One of the more exciting technologies to come out of the artificial intelligence (AI) space recently is Robotic Process Automation or RPA. RPA enables IT groups to configure software “robots” to capture data and perform routine tasks, such as automated emails to respond to common requests or streamlining process flows and business operations. Spending on RPA software is projected to reach $1 billion by 2020, according to Gartner, with a compound annual growth rate of 41 percent by that time. And while RPA presents a compelling opportunity for companies to speed operations and find new organizational efficiencies, many still struggle to justify the investment.
Here are five steps to consider as you get started with your RPA business case.
1. Get Executive Buy-in Early
It’s much easier to get budgetary approval for new technologies when your executive team is on board with your business plan. And now RPA is catching the attention of C-suites everywhere: according to a PWC survey, an overwhelming 98 percent of respondents agree that developing an RPA program is important, very important, or extremely important. Meanwhile, in 2018, over 70 percent of business leaders questioned by the Institute for Robotic Process Automation and Artificial Intelligence Survey said that they planned to invest more in the implementation and development of RPA. Management usually needs to see a clear cost-benefit analysis and an illustration of what kinds of improvements will result from these investments, so be sure to include an ROI discussion in your analysis (which should be fairly easy given the efficiencies RPA brings to the table, as you’ll see below).

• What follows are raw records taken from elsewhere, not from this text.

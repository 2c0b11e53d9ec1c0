//! Inkboard - the headless interaction core of an infinite-canvas diagram editor.
//!
//! The host owns the window, the renderer and the text field. It feeds
//! platform events to [`Editor::dispatch`] and redraws from the scene and
//! app state the editor hands back through change listeners.
//!
//! ## Layers
//!
//! - `element`, `geometry`, `types` - the element record and plane math
//! - `scene` - ordered element store with change notifications
//! - `history` - snapshot undo/redo
//! - `binding` - arrow-to-shape attachment
//! - `transform` - drag, resize and rotate math
//! - `input` - the pointer interaction state machine
//! - `app` - the `Editor` tying it all together

pub mod app;
pub mod app_state;
pub mod binding;
pub mod constants;
pub mod debounce;
pub mod document;
pub mod element;
pub mod error;
pub mod geometry;
pub mod groups;
pub mod history;
pub mod input;
pub mod logging;
pub mod perf;
pub mod scene;
pub mod settings;
pub mod settings_watcher;
pub mod spatial_index;
pub mod transform;
pub mod types;

pub use app::{Editor, EditorMode, RemoteUpdate, RemoteUpdateSender, SceneUpdate};
pub use app_state::AppState;
pub use element::{Element, ElementId};
pub use error::{EditorError, EditorResult};
pub use input::{EditorEvent, KeyEvent, PointerEvent, WheelEvent};
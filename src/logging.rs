use tracing_subscriber::EnvFilter;

const DEFAULT_FILTER: &str = "inkboard=info";

/// Pick the filter directive: `RUST_LOG` wins, then the settings value, then `inkboard=info`.
pub fn filter_directive(settings_filter: Option<&str>) -> String {
    std::env::var("RUST_LOG")
        .ok()
        .filter(|v| !v.trim().is_empty())
        .or_else(|| settings_filter.map(str::to_owned))
        .unwrap_or_else(|| DEFAULT_FILTER.to_owned())
}

/// Install the global fmt subscriber. Calling this again is a no-op.
pub fn init(settings_filter: Option<&str>) {
    let directive = filter_directive(settings_filter);
    let filter = EnvFilter::try_new(&directive).unwrap_or_else(|_| EnvFilter::new(DEFAULT_FILTER));

    let _ = tracing_subscriber::fmt()
        .with_env_filter(filter)
        .with_target(true)
        .try_init();
}
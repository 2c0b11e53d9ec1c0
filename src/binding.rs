//! Binding resolver - arrows and lines anchored to shapes.
//!
//! The relation is stored on both sides: a linear element's
//! `start_binding`/`end_binding` names its target, and the target lists the
//! linear element in `bound_elements`. Every function that changes one side
//! changes the other in the same call.
//!
//! ## Anchoring model
//!
//! A binding stores a `focus` in `[-1, 1]` and a `gap`. Looking from the
//! endpoint's neighbouring point A towards the target center, `focus`
//! selects an aim point P on the axis through the center perpendicular to
//! that line of sight (`0` is the center, `±1` the outline). The bound
//! endpoint is where the ray A→P enters the outline inflated by `gap`.
//!
//! ```text
//!          n
//!          ^   . P (focus ~ 0.5)
//!   A ---------*-----------   C
//!              +-----------+
//! ```

use crate::app_state::AppState;
use crate::constants::{BINDING_GAP, BINDING_HIT_GAP};
use crate::element::{
    element_abs_coords, linear_point_global, move_linear_point, point_from_absolute, Element,
    ElementData, ElementId, ElementKind, PointBinding,
};
use crate::geometry::{is_point_in_polygon, ray_box_entry, Point};
use crate::input::Modifiers;
use crate::perf::profile_scope;
use crate::scene::Scene;
use crate::types::LinearEnd;
use std::collections::{HashMap, HashSet};

// ============================================================================
// Predicates
// ============================================================================

/// Binding is on unless ctrl/cmd is held.
pub fn should_enable_binding_for_pointer_event(modifiers: &Modifiers) -> bool {
    !modifiers.ctrl_or_cmd()
}

pub fn is_binding_enabled(state: &AppState) -> bool {
    state.is_binding_enabled
}

/// A line with at most two points already bound to `target` at its other end
/// would bind both ends to the same shape.
pub fn is_linear_element_simple_and_already_bound(
    linear: &ElementData,
    already_bound_to: Option<&ElementId>,
    target: &ElementId,
) -> bool {
    already_bound_to == Some(target) && linear.linear().is_some_and(|l| l.points.len() < 3)
}

fn cross(a: Point, b: Point) -> f32 {
    a.x * b.y - a.y * b.x
}

fn to_local(target: &ElementData, p: Point) -> Point {
    p.rotate_around(element_abs_coords(target).center(), -target.angle)
}

fn to_global(target: &ElementData, p: Point) -> Point {
    p.rotate_around(element_abs_coords(target).center(), target.angle)
}

/// Whether `p` is within `gap` of the target's box, rotation aware.
fn is_inside_with_gap(target: &ElementData, p: Point, gap: f32) -> bool {
    element_abs_coords(target).inflate(gap).contains(to_local(target, p))
}

/// Topmost bindable element near `point`.
pub fn get_hovered_element_for_binding(point: Point, elements: &[Element]) -> Option<&Element> {
    profile_scope!("get_hovered_element_for_binding");
    elements
        .iter()
        .rev()
        .find(|el| el.is_bindable() && is_inside_with_gap(el, point, BINDING_HIT_GAP))
}

// ============================================================================
// Suggestions
// ============================================================================

pub fn maybe_suggest_binding_at_cursor(point: Point, elements: &[Element]) -> Vec<ElementId> {
    get_hovered_element_for_binding(point, elements)
        .map(|el| vec![el.id().clone()])
        .unwrap_or_default()
}

/// Target the pointer would bind `end` of `linear` to, excluding the shape
/// a simple line is already bound to at its other end.
pub fn maybe_suggest_binding_for_linear_element_at_cursor(
    linear: &Element,
    end: LinearEnd,
    point: Point,
    elements: &[Element],
) -> Option<ElementId> {
    let hovered = get_hovered_element_for_binding(point, elements)?;
    let opposite = linear
        .linear()
        .and_then(|l| l.binding(end.opposite()))
        .map(|b| &b.element_id);
    if is_linear_element_simple_and_already_bound(linear, opposite, hovered.id()) {
        return None;
    }
    Some(hovered.id().clone())
}

fn endpoint_global(linear: &ElementData, end: LinearEnd) -> Option<Point> {
    let len = linear.linear()?.points.len();
    let index = match end {
        LinearEnd::Start => 0,
        LinearEnd::End => len.checked_sub(1)?,
    };
    linear_point_global(linear, index)
}

fn eligible_target_for_end<'a>(linear: &Element, end: LinearEnd, elements: &'a [Element]) -> Option<&'a Element> {
    let p = endpoint_global(linear, end)?;
    get_hovered_element_for_binding(p, elements)
}

/// Can `target` newly bind `end` of `linear`?
fn is_eligible_for_new_binding_by_bindable(linear: &Element, end: LinearEnd, target: &Element) -> bool {
    let Some(data) = linear.linear() else { return false };
    if data.binding(end).is_some() {
        return false;
    }
    let other = data.binding(end.opposite()).map(|b| &b.element_id);
    if is_linear_element_simple_and_already_bound(linear, other, target.id()) {
        return false;
    }
    endpoint_global(linear, end).is_some_and(|p| is_inside_with_gap(target, p, BINDING_HIT_GAP))
}
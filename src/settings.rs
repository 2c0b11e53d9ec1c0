//! User settings persisted as JSON in the config directory.
//!
//! Missing fields take their defaults, so older settings files keep loading
//! as fields are added.

use crate::constants::{GRID_SIZE, WHEEL_ZOOM_MAX_STEP};
use anyhow::Context;
use serde::{Deserialize, Serialize};
use std::io::Write;
use std::path::{Path, PathBuf};

#[derive(Debug, Clone, PartialEq, Serialize, Deserialize)]
#[serde(default)]
pub struct Settings {
    /// Grid spacing used when grid mode is on
    pub grid_size: f32,
    pub grid_mode_enabled: bool,
    /// Keep the active tool after creating an element
    pub element_locked: bool,
    pub binding_enabled: bool,
    pub zen_mode_enabled: bool,
    pub show_stats: bool,
    /// Cap on one ctrl+wheel zoom step, in wheel delta units
    pub wheel_zoom_max_step: f32,
    /// `tracing` filter directive, e.g. `inkboard=debug`
    pub log_filter: Option<String>,
}

impl Default for Settings {
    fn default() -> Self {
        Self {
            grid_size: GRID_SIZE,
            grid_mode_enabled: false,
            element_locked: false,
            binding_enabled: true,
            zen_mode_enabled: false,
            show_stats: false,
            wheel_zoom_max_step: WHEEL_ZOOM_MAX_STEP,
            log_filter: None,
        }
    }
}

/// `<config dir>/inkboard/settings.json`.
pub fn default_settings_path() -> Option<PathBuf> {
    dirs::config_dir().map(|dir| dir.join("inkboard").join("settings.json"))
}

impl Settings {
    /// Load from the default path, falling back to defaults on any problem.
    pub fn load() -> Self {
        let Some(path) = default_settings_path() else {
            return Self::default();
        };
        if !path.exists() {
            return Self::default();
        }
        match Self::load_from(&path) {
            Ok(settings) => settings,
            Err(e) => {
                tracing::warn!(path = %path.display(), "Failed to load settings: {:#}", e);
                Self::default()
            }
        }
    }

    pub fn load_from(path: &Path) -> anyhow::Result<Self> {
        let raw = std::fs::read_to_string(path)
            .with_context(|| format!("reading settings from {}", path.display()))?;
        let settings: Settings = serde_json::from_str(&raw)
            .with_context(|| format!("parsing settings {}", path.display()))?;
        Ok(settings.sanitized())
    }

    pub fn save(&self) -> anyhow::Result<()> {
        let path = default_settings_path().context("no config directory on this platform")?;
        self.save_to(&path)
    }

    /// Atomic write: serialize into a temp file next to `path`, then rename over it.
    pub fn save_to(&self, path: &Path) -> anyhow::Result<()> {
        let dir = path
            .parent()
            .filter(|p| !p.as_os_str().is_empty())
            .unwrap_or_else(|| Path::new("."));
        std::fs::create_dir_all(dir).with_context(|| format!("creating {}", dir.display()))?;
        let json = serde_json::to_string_pretty(self)?;
        let mut tmp = tempfile::NamedTempFile::new_in(dir)?;
        tmp.write_all(json.as_bytes())?;
        tmp.persist(path)
            .with_context(|| format!("writing settings to {}", path.display()))?;
        tracing::debug!(path = %path.display(), "Settings saved");
        Ok(())
    }

    /// The grid size to use, if grid mode is on.
    pub fn effective_grid_size(&self) -> Option<f32> {
        self.grid_mode_enabled.then_some(self.grid_size)
    }

    fn sanitized(mut self) -> Self {
        if !(self.grid_size.is_finite() && self.grid_size > 0.0) {
            self.grid_size = GRID_SIZE;
        }
        if !(self.wheel_zoom_max_step.is_finite() && self.wheel_zoom_max_step > 0.0) {
            self.wheel_zoom_max_step = WHEEL_ZOOM_MAX_STEP;
        }
        self
    }
}
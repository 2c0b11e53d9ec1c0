//! Application module - the editor that owns the scene, history and interaction state.
//!
//! This module is organized into several submodules:
//! - `state` - The Editor struct definition and sub-structs
//! - `lifecycle` - Construction, settings application and hot reload
//! - `dispatch` - Event entry points, batching and change listeners
//! - `api` - Imperative host API and shared lookups
//! - `actions` - Finalize, undo/redo, duplicate, group and delete
//! - `text` - Text element editing
//! - `clipboard` - Copy/paste, drops and document loading
//! - `remote` - Collaboration inbox and reconciliation

mod actions;
mod api;
mod clipboard;
mod dispatch;
mod lifecycle;
mod remote;
mod state;
mod text;

pub use api::SceneUpdate;
pub use remote::{reconcile_elements, RemoteUpdate, RemoteUpdateSender};
pub use state::{ChangeListener, Editor, EditorMode, ListenerId};

// Re-export sub-structs for use in other modules
pub use state::{KeyState, SettingsState, SystemState};
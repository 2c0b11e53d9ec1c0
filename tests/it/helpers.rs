//! Test helpers and builders for reducing boilerplate in tests.
//!
//! This module provides:
//! - `TestEditorBuilder` - Builder pattern for creating editors with a prepared scene
//! - Element fixtures like `filled_rect()` and `outlined_rect()`
//! - Event drivers like `click()`, `drag()` and `press_key()`
//! - Invariant assertions shared across workflows

#![allow(dead_code)]

use inkboard::app_state::AppStatePatch;
use inkboard::binding::binding_violations;
use inkboard::element::{new_element, Element, ElementId, ElementStyle};
use inkboard::input::{EditorEvent, Key, KeyEvent, Modifiers, PointerEvent};
use inkboard::settings::Settings;
use inkboard::types::ElementType;
use inkboard::{Editor, SceneUpdate};
use std::collections::HashSet;

// ============================================================================
// Fixtures
// ============================================================================

pub fn id(s: &str) -> ElementId {
    ElementId::from(s)
}

fn shape(kind: ElementType, name: &str, x: f32, y: f32, w: f32, h: f32, background: &str) -> Element {
    let style = ElementStyle {
        background_color: background.to_string(),
        ..ElementStyle::default()
    };
    let mut el = new_element(kind, x, y, style);
    el.mutate(|d| {
        d.width = w;
        d.height = h;
    });
    Element::with_id(id(name), el.data().clone())
}

/// Rectangle hit anywhere inside.
pub fn filled_rect(name: &str, x: f32, y: f32, w: f32, h: f32) -> Element {
    shape(ElementType::Rectangle, name, x, y, w, h, "#fab005")
}

/// Rectangle hit only near its outline.
pub fn outlined_rect(name: &str, x: f32, y: f32, w: f32, h: f32) -> Element {
    shape(ElementType::Rectangle, name, x, y, w, h, "transparent")
}

// ============================================================================
// TestEditorBuilder - Builder pattern for creating test editors
// ============================================================================

/// Builder for creating test editors with elements and configuration.
///
/// The built scene is the history baseline, so a test's first undo step is
/// its own first gesture.
///
/// # Example
/// ```ignore
/// let editor = TestEditorBuilder::new()
///     .with_element(filled_rect("a", 0.0, 0.0, 100.0, 100.0))
///     .with_selection(&["a"])
///     .build();
/// ```
pub struct TestEditorBuilder {
    elements: Vec<Element>,
    selection: Vec<ElementId>,
    settings: Settings,
    zoom: Option<f32>,
}

impl Default for TestEditorBuilder {
    fn default() -> Self {
        Self::new()
    }
}

impl TestEditorBuilder {
    /// Create a new builder with default settings.
    pub fn new() -> Self {
        Self {
            elements: Vec::new(),
            selection: Vec::new(),
            settings: Settings::default(),
            zoom: None,
        }
    }

    pub fn with_element(mut self, element: Element) -> Self {
        self.elements.push(element);
        self
    }

    pub fn with_selection(mut self, ids: &[&str]) -> Self {
        self.selection = ids.iter().map(|s| id(s)).collect();
        self
    }

    pub fn with_settings(mut self, settings: Settings) -> Self {
        self.settings = settings;
        self
    }

    /// Set the zoom level.
    pub fn with_zoom(mut self, zoom: f32) -> Self {
        self.zoom = Some(zoom);
        self
    }

    /// Build the editor.
    pub fn build(self) -> Editor {
        let mut editor = Editor::with_settings(self.settings);
        let selected: HashSet<ElementId> = self.selection.into_iter().collect();
        editor.update_scene(SceneUpdate {
            elements: Some(self.elements),
            app_state: Some(AppStatePatch {
                selected_element_ids: Some(selected),
                zoom: self.zoom,
                ..AppStatePatch::default()
            }),
            ..SceneUpdate::default()
        });
        editor.history_clear();
        editor
    }
}

// ============================================================================
// Event drivers
// ============================================================================

pub fn pointer_down(editor: &mut Editor, x: f32, y: f32, modifiers: Modifiers) {
    let event = PointerEvent::at(x, y).with_modifiers(modifiers);
    editor.dispatch(EditorEvent::PointerDown(event)).unwrap();
}

pub fn pointer_move(editor: &mut Editor, x: f32, y: f32, modifiers: Modifiers) {
    let event = PointerEvent::at(x, y).with_modifiers(modifiers);
    editor.dispatch(EditorEvent::PointerMove(event)).unwrap();
}

pub fn pointer_up(editor: &mut Editor, x: f32, y: f32, modifiers: Modifiers) {
    let event = PointerEvent::at(x, y).with_modifiers(modifiers);
    editor.dispatch(EditorEvent::PointerUp(event)).unwrap();
}

/// Press and release in place.
pub fn click(editor: &mut Editor, x: f32, y: f32) {
    pointer_down(editor, x, y, Modifiers::NONE);
    pointer_up(editor, x, y, Modifiers::NONE);
}

/// Press at `from`, move to `to` in `steps` equal steps, release at `to`.
pub fn drag_with(editor: &mut Editor, from: (f32, f32), to: (f32, f32), steps: usize, modifiers: Modifiers) {
    pointer_down(editor, from.0, from.1, modifiers);
    let steps = steps.max(1);
    for i in 1..=steps {
        let t = i as f32 / steps as f32;
        let x = from.0 + (to.0 - from.0) * t;
        let y = from.1 + (to.1 - from.1) * t;
        pointer_move(editor, x, y, modifiers);
    }
    pointer_up(editor, to.0, to.1, modifiers);
}

pub fn drag(editor: &mut Editor, from: (f32, f32), to: (f32, f32)) {
    drag_with(editor, from, to, 4, Modifiers::NONE);
}

/// Hover without any button held.
pub fn hover(editor: &mut Editor, x: f32, y: f32) {
    pointer_move(editor, x, y, Modifiers::NONE);
}

pub fn key_down(editor: &mut Editor, key: Key, modifiers: Modifiers) {
    editor.dispatch(EditorEvent::KeyDown(KeyEvent::new(key, modifiers))).unwrap();
}

pub fn key_up(editor: &mut Editor, key: Key, modifiers: Modifiers) {
    editor.dispatch(EditorEvent::KeyUp(KeyEvent::new(key, modifiers))).unwrap();
}

pub fn press_key(editor: &mut Editor, key: Key, modifiers: Modifiers) {
    key_down(editor, key, modifiers);
    key_up(editor, key, modifiers);
}

pub fn ctrl_shift() -> Modifiers {
    Modifiers {
        ctrl: true,
        shift: true,
        ..Modifiers::NONE
    }
}

// ============================================================================
// Lookups and assertions
// ============================================================================

/// Live element by id. Panics when missing or deleted.
pub fn live(editor: &Editor, name: &str) -> Element {
    editor
        .scene()
        .get_live_element(&id(name))
        .cloned()
        .unwrap_or_else(|| panic!("element `{name}` is not live"))
}

/// The single live element of `kind`. Panics unless exactly one exists.
pub fn only_of_kind(editor: &Editor, kind: ElementType) -> Element {
    let matching: Vec<Element> = editor
        .scene_elements()
        .into_iter()
        .filter(|el| el.element_type() == kind)
        .cloned()
        .collect();
    assert_eq!(matching.len(), 1, "expected exactly one {kind:?}");
    matching[0].clone()
}

pub fn selected(editor: &Editor) -> HashSet<ElementId> {
    editor.state().selected_element_ids.clone()
}

pub fn assert_bindings_consistent(editor: &Editor) {
    let violations = binding_violations(editor.scene_elements_including_deleted());
    assert!(violations.is_empty(), "binding violations: {violations:?}");
}

pub fn assert_close(actual: f32, expected: f32) {
    assert!(
        (actual - expected).abs() < 0.01,
        "expected {expected}, got {actual}"
    );
}
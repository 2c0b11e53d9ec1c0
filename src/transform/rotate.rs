//! Rotation around an element's own center or a selection's common center.

use crate::constants::SHIFT_LOCKING_ANGLE;
use crate::element::{element_center, Element, ElementData, ElementId};
use crate::geometry::{normalize_angle, Point};

/// Angle of the pointer around `center`, with 0 pointing up.
fn pointer_angle(center: Point, pointer: Point, snap: bool) -> f32 {
    let mut angle = 5.0 * std::f32::consts::PI / 2.0 + (pointer.y - center.y).atan2(pointer.x - center.x);
    if snap {
        angle += SHIFT_LOCKING_ANGLE / 2.0;
        angle -= angle % SHIFT_LOCKING_ANGLE;
    }
    normalize_angle(angle)
}

pub fn rotate_single_element(original: &Element, pointer: Point, snap: bool) -> ElementData {
    let mut data = original.data().clone();
    data.angle = pointer_angle(element_center(original), pointer, snap);
    data
}

/// Each element's center orbits `center`; each element turns by the same angle.
pub fn rotate_multiple_elements(
    originals: &[&Element],
    center: Point,
    pointer: Point,
    snap: bool,
) -> Vec<(ElementId, ElementData)> {
    let turn = pointer_angle(center, pointer, snap);
    originals
        .iter()
        .map(|el| {
            let c = element_center(el);
            let moved = c.rotate_around(center, turn);
            let mut data = el.data().clone();
            data.x += moved.x - c.x;
            data.y += moved.y - c.y;
            data.angle = normalize_angle(turn + el.angle);
            (el.id().clone(), data)
        })
        .collect()
}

2. Put Bots to Work in Finance
The financial organization might be the easiest place to start when it comes to implementing RPA. In a recent Deloitte Center for Controllership poll of more than 1,700 finance, accounting and other professionals, 52.8 percent say their organizations plan digital controllership improvements—leveraging process automation, analytics and other technologies for financial and accounting processes—in the year ahead. Using finance and accounting bots to increase efficiency and internal controls was found to be the top priority (almost 35 percent) for such efforts. In another example, RPA can also assist auditors by logging into a client’s secure file transfer protocol (FTP) site to retrieve related audit evidence. The RPA bots calculate whether the total revenue amount from the current and prior year listings is materially different, and generate an alert if the difference exceeds the materiality threshold.
3. Focus on Cost Reduction
Intelligent automation can certainly streamline common processes, but proving cost reduction is the ultimate measure for most managerial teams. Fully automating routine tasks can reduce the cost of transactional processes by 50 to 75 percent while enabling people to focus on value-added tasks, according to The Hackett Group. At NASA, RPA pilots have been undertaken in accounts payable and receivable, IT spending, and human resources, all managed by a shared services center. In the HR portion of the pilot, 86 percent of transactions were completed without human intervention, and are now being rolled out across the organization.
4. Build Better Products
Product development is not only one of the most vital core departments of most companies; it’s also one of the hardest to automate. Software products, for example, usually take the expertise of various (human) engineers who apply their knowledge across the product development lifecycle. But according to a Harvard Business Review report, 51 percent of executives surveyed who were familiar with their companies’ use of cognitive technologies say AI (the greater superset that includes RPA) cite benefits that include enhancing the features, functions, and performances of their products. When engineers are less burdened with the more tedious development tasks, they are free to put their expertise to work where it really can make a difference.
5. Get Your Teams Up to Speed
RPA training is readily available for those teams who are ready to dive into detailed intelligent automation projects. RPA certification training gives learners an overview of RPA concepts, RPA tools, and workflows used in intelligent automation, and steps for implementing RPA in different segments of the enterprise. And don’t forget that the broader spectrum of AI technologies is having an even bigger impact on company processes and systems. Other upskilling programs address these broader segments, such as AI engineers who are trained to create practical applications using a wide range of intelligent agents; machine learning experts trained in mathematical and heuristic techniques to develop machine learning algorithms; and deep learning specialists who understand how to apply deep neural network research.
The RPA market is heating up in a big way, so take the initiative today by building your business case and setting yourself up to reap the benefits of this fascinating new market space.